Each line that includes "CorsLayer" must be copied from the records.

** PROVIDED DATA follows **

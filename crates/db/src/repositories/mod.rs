//! Repository layer.
//!
//! Repositories own a store handle and expose the operations the rest of
//! the service calls. Every call is bounded by a deadline.

pub mod movie_repo;

pub use movie_repo::{MovieRepo, DEFAULT_STORE_TIMEOUT};
pub mod movie;
//! Application router for the movie service.
//!
//! [`build_app_router`] is shared by the binary and the integration tests so
//! both exercise the same routes, fallbacks and middleware.

use std::any::Any;
use std::time::Duration;

use axum::http::header::{CONTENT_TYPE, LOCATION};
use axum::http::{HeaderName, HeaderValue, Method, StatusCode};
use axum::response::{IntoResponse, Response};
use axum::{Json, Router};
use serde_json::json;
use tower_http::catch_panic::CatchPanicLayer;
use tower_http::cors::CorsLayer;
use tower_http::request_id::{MakeRequestUuid, PropagateRequestIdLayer, SetRequestIdLayer};
use tower_http::timeout::TimeoutLayer;
use tower_http::trace::{DefaultMakeSpan, DefaultOnResponse, TraceLayer};
use tracing::Level;

use crate::config::ServerConfig;
use crate::error::{AppError, INTERNAL_MESSAGE};
use crate::routes;
use crate::state::AppState;

const REQUEST_ID_HEADER: &str = "x-request-id";

/// Build the movie service [`Router`].
///
/// Unmatched paths and methods answer with the same JSON error body as the
/// handlers. Layers, outermost first:
///
/// 1. CORS (exposes `Location` and the request id to browsers)
/// 2. Request id assignment
/// 3. Request/response tracing
/// 4. Request id echoed on the response
/// 5. Whole-request timeout
/// 6. Panics turned into a JSON 500
pub fn build_app_router(state: AppState, config: &ServerConfig) -> Router {
    let request_id = HeaderName::from_static(REQUEST_ID_HEADER);

    Router::new()
        .merge(routes::health::router())
        .nest("/api/v1", routes::api_routes())
        .fallback(route_not_found)
        .method_not_allowed_fallback(method_not_allowed)
        .layer(CatchPanicLayer::custom(panic_response))
        .layer(TimeoutLayer::with_status_code(
            StatusCode::REQUEST_TIMEOUT,
            Duration::from_secs(config.request_timeout_secs),
        ))
        .layer(PropagateRequestIdLayer::new(request_id.clone()))
        .layer(
            TraceLayer::new_for_http()
                .make_span_with(DefaultMakeSpan::new().level(Level::INFO))
                .on_response(DefaultOnResponse::new().level(Level::INFO)),
        )
        .layer(SetRequestIdLayer::new(request_id, MakeRequestUuid))
        .layer(build_cors_layer(config))
        .with_state(state)
}

async fn route_not_found() -> AppError {
    AppError::RouteNotFound
}

async fn method_not_allowed(method: Method) -> AppError {
    AppError::MethodNotAllowed(method.to_string())
}

fn panic_response(_payload: Box<dyn Any + Send + 'static>) -> Response {
    tracing::error!("Handler panicked");
    (
        StatusCode::INTERNAL_SERVER_ERROR,
        Json(json!({ "error": INTERNAL_MESSAGE, "code": "INTERNAL_ERROR" })),
    )
        .into_response()
}

/// CORS for the movie endpoints.
///
/// The API is unauthenticated, so no credentials or `Authorization` header
/// are allowed.
pub fn build_cors_layer(config: &ServerConfig) -> CorsLayer {
    CorsLayer::new()
        .allow_origin(allowed_origins(&config.cors_origins))
        .allow_methods([
            Method::GET,
            Method::POST,
            Method::PUT,
            Method::PATCH,
            Method::DELETE,
        ])
        .allow_headers([CONTENT_TYPE])
        .expose_headers([LOCATION, HeaderName::from_static(REQUEST_ID_HEADER)])
        .max_age(Duration::from_secs(3600))
}

/// Parse configured origins, skipping any that are not valid header values.
fn allowed_origins(origins: &[String]) -> Vec<HeaderValue> {
    origins
        .iter()
        .filter_map(|origin| match HeaderValue::from_str(origin) {
            Ok(value) => Some(value),
            Err(err) => {
                tracing::warn!(%origin, error = %err, "Ignoring invalid CORS origin");
                None
            }
        })
        .collect()
}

** End of PROVIDED DATA **

#### EXERCISE RESULT:
use tower_http::cors::CorsLayer;
pub fn build_cors_layer(config: &ServerConfig) -> CorsLayer {
    CorsLayer::new()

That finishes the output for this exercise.